◆ Task objective
Every line below that holds the string "routing" must be copied.

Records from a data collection
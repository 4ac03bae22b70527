use axum::{
    Json, Router,
    extract::{Path, State},
    http::StatusCode,
    middleware,
    response::IntoResponse,
    routing::{delete, get, patch},
};
use sea_orm::{ActiveModelTrait, ActiveValue::Set, EntityTrait, SqlErr};
use serde::{Deserialize, Serialize};
use tracing::warn;
use utoipa::ToSchema;

use crate::{
    AppState,
    auth_guard::{self, CurrentUser},
    entities::{prelude::*, sea_orm_active_enums::Role, user},
    errors::ApiError,
    session::UserData,
};

#[derive(Deserialize, ToSchema)]
#[serde(rename_all = "camelCase", deny_unknown_fields)]
pub struct EditProfileBody {
    pub first_name: Option<String>,
    pub last_name: Option<String>,
    pub user_name: Option<String>,
    pub email: Option<String>,
}

#[derive(Serialize, ToSchema)]
#[serde(rename_all = "camelCase")]
pub struct DeletedCountResponse {
    pub deleted_count: u64,
}

fn to_user_data(user: user::Model) -> UserData {
    UserData {
        full_name: format!("{} {}", user.first_name, user.last_name),
        id: user.id,
        first_name: user.first_name,
        last_name: user.last_name,
        user_name: user.user_name,
        email: user.email,
        role: user.role,
    }
}

#[utoipa::path(
    get,
    tags = ["User"],
    description = "List every user. Admin only.",
    path = "",
    responses(
        (status = 200, description = "Users fetched successfully", body = Vec<UserData>),
    )
)]
pub async fn list_users(State(state): State<AppState>) -> Result<impl IntoResponse, ApiError> {
    let users = User::find().all(&state.db).await?;
    let users: Vec<UserData> = users.into_iter().map(to_user_data).collect();
    Ok((StatusCode::OK, Json(users)))
}

#[utoipa::path(
    get,
    tags = ["User"],
    description = "Get the logged-in user's profile",
    path = "/me",
    responses(
        (status = 200, description = "Identity profile", body = UserData),
    )
)]
pub async fn me_profile(
    user: CurrentUser,
    State(state): State<AppState>,
) -> Result<impl IntoResponse, ApiError> {
    let profile = state.sessions.get_identity(&user.id).await?;
    Ok((StatusCode::OK, Json(profile)))
}

#[utoipa::path(
    patch,
    tags = ["User"],
    description = "Edit profile fields (firstName, lastName, userName, email). Changes are reported to the account's email.",
    path = "/{id}",
    request_body(content = EditProfileBody, content_type = "application/json"),
    responses(
        (status = 200, description = "Profile updated successfully", body = UserData),
        (status = 404, description = "User not found", body = String),
    )
)]
pub async fn edit_profile(
    current: CurrentUser,
    State(state): State<AppState>,
    Path(id): Path<String>,
    Json(body): Json<EditProfileBody>,
) -> Result<impl IntoResponse, ApiError> {
    if current.role != Role::Admin && current.id != id {
        return Err(ApiError::Forbidden("Access denied".to_string()));
    }

    let user = User::find_by_id(id.as_str())
        .one(&state.db)
        .await?
        .ok_or_else(|| ApiError::NotFound("User not found".to_string()))?;

    let mut changes: Vec<String> = Vec::new();
    if let Some(first_name) = &body.first_name
        && *first_name != user.first_name
    {
        changes.push(format!(
            "firstName was updated from '{}' to '{first_name}'",
            user.first_name
        ));
    }
    if let Some(last_name) = &body.last_name
        && *last_name != user.last_name
    {
        changes.push(format!(
            "lastName was updated from '{}' to '{last_name}'",
            user.last_name
        ));
    }
    if let Some(user_name) = &body.user_name
        && Some(user_name.as_str()) != user.user_name.as_deref()
    {
        changes.push(format!(
            "userName was updated from '{}' to '{user_name}'",
            user.user_name.as_deref().unwrap_or("")
        ));
    }
    if let Some(email) = &body.email
        && *email != user.email
    {
        changes.push(format!(
            "email was updated from '{}' to '{email}'",
            user.email
        ));
    }

    let mut active: user::ActiveModel = user.into();
    if let Some(first_name) = body.first_name {
        active.first_name = Set(first_name);
    }
    if let Some(last_name) = body.last_name {
        active.last_name = Set(last_name);
    }
    if let Some(user_name) = body.user_name {
        active.user_name = Set(Some(user_name));
    }
    if let Some(email) = body.email {
        active.email = Set(email);
    }

    let updated = match active.update(&state.db).await {
        Ok(updated) => updated,
        Err(e) if matches!(e.sql_err(), Some(SqlErr::UniqueConstraintViolation(_))) => {
            return Err(ApiError::Conflict("Email is already in use".to_string()));
        }
        Err(e) => return Err(e.into()),
    };

    if !changes.is_empty() {
        let content = format!(
            "The following changes were made to your profile:\n\n{}",
            changes.join("\n")
        );
        // The profile change is already persisted; a failed notice should
        // not fail the request.
        if let Err(e) = state
            .notifier
            .send_profile_update_notice(&updated.email, &updated.first_name, &content)
            .await
        {
            warn!(
                "Failed to send profile update notice to {}: {e}",
                updated.email
            );
        }
    }

    Ok((StatusCode::OK, Json(to_user_data(updated))))
}

#[utoipa::path(
    delete,
    tags = ["User"],
    description = "Delete every user. Admin only.",
    path = "/all",
    responses(
        (status = 200, description = "Users deleted", body = DeletedCountResponse),
    )
)]
pub async fn delete_all_users(
    State(state): State<AppState>,
) -> Result<impl IntoResponse, ApiError> {
    let res = User::delete_many().exec(&state.db).await?;
    Ok((
        StatusCode::OK,
        Json(DeletedCountResponse {
            deleted_count: res.rows_affected,
        }),
    ))
}

pub fn user_router(state: &AppState) -> Router<AppState> {
    let admin_only = Router::new()
        .route("/", get(list_users))
        .route("/all", delete(delete_all_users))
        .route_layer(middleware::from_fn(auth_guard::require_admin));

    Router::new()
        .route("/me", get(me_profile))
        .route("/{id}", patch(edit_profile))
        .merge(admin_only)
        .route_layer(middleware::from_fn_with_state(
            state.token_issuer.clone(),
            auth_guard::require_auth,
        ))
}
use axum::{
    Json, Router,
    extract::State,
    http::StatusCode,
    middleware,
    response::IntoResponse,
    routing::{get, post},
};
use serde::Deserialize;
use utoipa::ToSchema;

use crate::{
    AppState,
    auth_guard::{self, CurrentUser},
    errors::ApiError,
    routes::MessageResponse,
    session::{NewUser, RefreshedToken, TokenPair, UserData},
};

#[derive(Deserialize, ToSchema)]
#[serde(rename_all = "camelCase", deny_unknown_fields)]
pub struct RegisterBody {
    pub first_name: String,
    pub last_name: String,
    pub user_name: Option<String>,
    pub email: String,
    pub password: String,
}

#[derive(Deserialize, ToSchema)]
#[serde(deny_unknown_fields)]
pub struct LoginBody {
    pub email: String,
    pub password: String,
}

#[derive(Deserialize, ToSchema)]
#[serde(rename_all = "camelCase", deny_unknown_fields)]
pub struct RefreshTokenBody {
    pub refresh_token: String,
}

#[derive(Deserialize, ToSchema)]
#[serde(deny_unknown_fields)]
pub struct ForgotPasswordBody {
    pub email: String,
}

#[derive(Deserialize, ToSchema)]
#[serde(rename_all = "camelCase", deny_unknown_fields)]
pub struct VerifyOtpBody {
    pub otp: String,
    pub email: String,
    pub new_password: String,
}

#[utoipa::path(
    post,
    tags = ["Auth"],
    description = "Register a new user",
    path = "/register",
    request_body(content = RegisterBody, content_type = "application/json"),
    responses(
        (status = 201, description = "User created successfully", body = TokenPair),
        (status = 409, description = "Email is already in use", body = String),
    )
)]
pub async fn register(
    State(state): State<AppState>,
    Json(body): Json<RegisterBody>,
) -> Result<impl IntoResponse, ApiError> {
    if body.password.len() < 6 {
        return Err(ApiError::Validation(
            "Password must be at least 6 characters long".to_string(),
        ));
    }

    let tokens = state
        .sessions
        .register(NewUser {
            first_name: body.first_name,
            last_name: body.last_name,
            user_name: body.user_name,
            email: body.email,
            password: body.password,
        })
        .await?;

    Ok((StatusCode::CREATED, Json(tokens)))
}

#[utoipa::path(
    post,
    tags = ["Auth"],
    description = "Log in with email and password",
    path = "/login",
    request_body(content = LoginBody, content_type = "application/json"),
    responses(
        (status = 200, description = "User successfully logged in", body = TokenPair),
        (status = 401, description = "Invalid credentials", body = String),
    )
)]
pub async fn login(
    State(state): State<AppState>,
    Json(body): Json<LoginBody>,
) -> Result<impl IntoResponse, ApiError> {
    let tokens = state.sessions.login(&body.email, &body.password).await?;
    Ok((StatusCode::OK, Json(tokens)))
}

#[utoipa::path(
    get,
    tags = ["Auth"],
    description = "Get the logged-in user's profile",
    path = "/me",
    responses(
        (status = 200, description = "Identity profile", body = UserData),
        (status = 401, description = "Unauthorized", body = String),
    )
)]
pub async fn me(
    user: CurrentUser,
    State(state): State<AppState>,
) -> Result<impl IntoResponse, ApiError> {
    let profile = state.sessions.get_identity(&user.id).await?;
    Ok((StatusCode::OK, Json(profile)))
}

#[utoipa::path(
    post,
    tags = ["Auth"],
    description = "Exchange a refresh token for a new access token",
    path = "/refresh",
    request_body(content = RefreshTokenBody, content_type = "application/json"),
    responses(
        (status = 200, description = "New access token issued", body = RefreshedToken),
        (status = 401, description = "Invalid refresh token", body = String),
    )
)]
pub async fn refresh(
    State(state): State<AppState>,
    Json(body): Json<RefreshTokenBody>,
) -> Result<impl IntoResponse, ApiError> {
    let refreshed = state.sessions.refresh(&body.refresh_token).await?;
    Ok((StatusCode::OK, Json(refreshed)))
}

#[utoipa::path(
    post,
    tags = ["Auth"],
    description = "Log out the session behind the given refresh token",
    path = "/logout",
    request_body(content = RefreshTokenBody, content_type = "application/json"),
    responses(
        (status = 200, description = "Logged out", body = MessageResponse),
        (status = 401, description = "Invalid refresh token", body = String),
    )
)]
pub async fn logout(
    State(state): State<AppState>,
    Json(body): Json<RefreshTokenBody>,
) -> Result<impl IntoResponse, ApiError> {
    let message = state.sessions.logout(&body.refresh_token).await?;
    Ok((StatusCode::OK, Json(MessageResponse::new(message))))
}

#[utoipa::path(
    post,
    tags = ["Auth"],
    description = "Log out every session of the token's owner, on all devices",
    path = "/logout-all",
    request_body(content = RefreshTokenBody, content_type = "application/json"),
    responses(
        (status = 200, description = "All sessions logged out", body = MessageResponse),
        (status = 401, description = "Invalid refresh token", body = String),
    )
)]
pub async fn logout_all(
    State(state): State<AppState>,
    Json(body): Json<RefreshTokenBody>,
) -> Result<impl IntoResponse, ApiError> {
    let message = state
        .sessions
        .logout_all_sessions(&body.refresh_token)
        .await?;
    Ok((StatusCode::OK, Json(MessageResponse::new(message))))
}

#[utoipa::path(
    post,
    tags = ["Auth"],
    description = "Send a 6-digit password-reset code to the given email",
    path = "/forget-password",
    request_body(content = ForgotPasswordBody, content_type = "application/json"),
    responses(
        (status = 200, description = "OTP sent", body = MessageResponse),
        (status = 404, description = "Email not found", body = String),
    )
)]
pub async fn forget_password(
    State(state): State<AppState>,
    Json(body): Json<ForgotPasswordBody>,
) -> Result<impl IntoResponse, ApiError> {
    let message = state.password_reset.request_reset(&body.email).await?;
    Ok((StatusCode::OK, Json(MessageResponse::new(message))))
}

#[utoipa::path(
    post,
    tags = ["Auth"],
    description = "Verify the reset code and set a new password",
    path = "/verify-otp",
    request_body(content = VerifyOtpBody, content_type = "application/json"),
    responses(
        (status = 200, description = "Password updated", body = MessageResponse),
        (status = 401, description = "Invalid or expired OTP", body = String),
    )
)]
pub async fn verify_otp(
    State(state): State<AppState>,
    Json(body): Json<VerifyOtpBody>,
) -> Result<impl IntoResponse, ApiError> {
    if body.new_password.len() < 6 {
        return Err(ApiError::Validation(
            "Password must be at least 6 characters long".to_string(),
        ));
    }

    let message = state
        .password_reset
        .verify_and_reset(&body.email, &body.otp, &body.new_password)
        .await?;
    Ok((StatusCode::OK, Json(MessageResponse::new(message))))
}

pub fn auth_router(state: &AppState) -> Router<AppState> {
    let protected = Router::new().route("/me", get(me)).route_layer(
        middleware::from_fn_with_state(state.token_issuer.clone(), auth_guard::require_auth),
    );

    Router::new()
        .route("/register", post(register))
        .route("/login", post(login))
        .route("/refresh", post(refresh))
        .route("/logout", post(logout))
        .route("/logout-all", post(logout_all))
        .route("/forget-password", post(forget_password))
        .route("/verify-otp", post(verify_otp))
        .merge(protected)
}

◆ Response for this exercise
    routing::{delete, get, patch},
    routing::{get, post},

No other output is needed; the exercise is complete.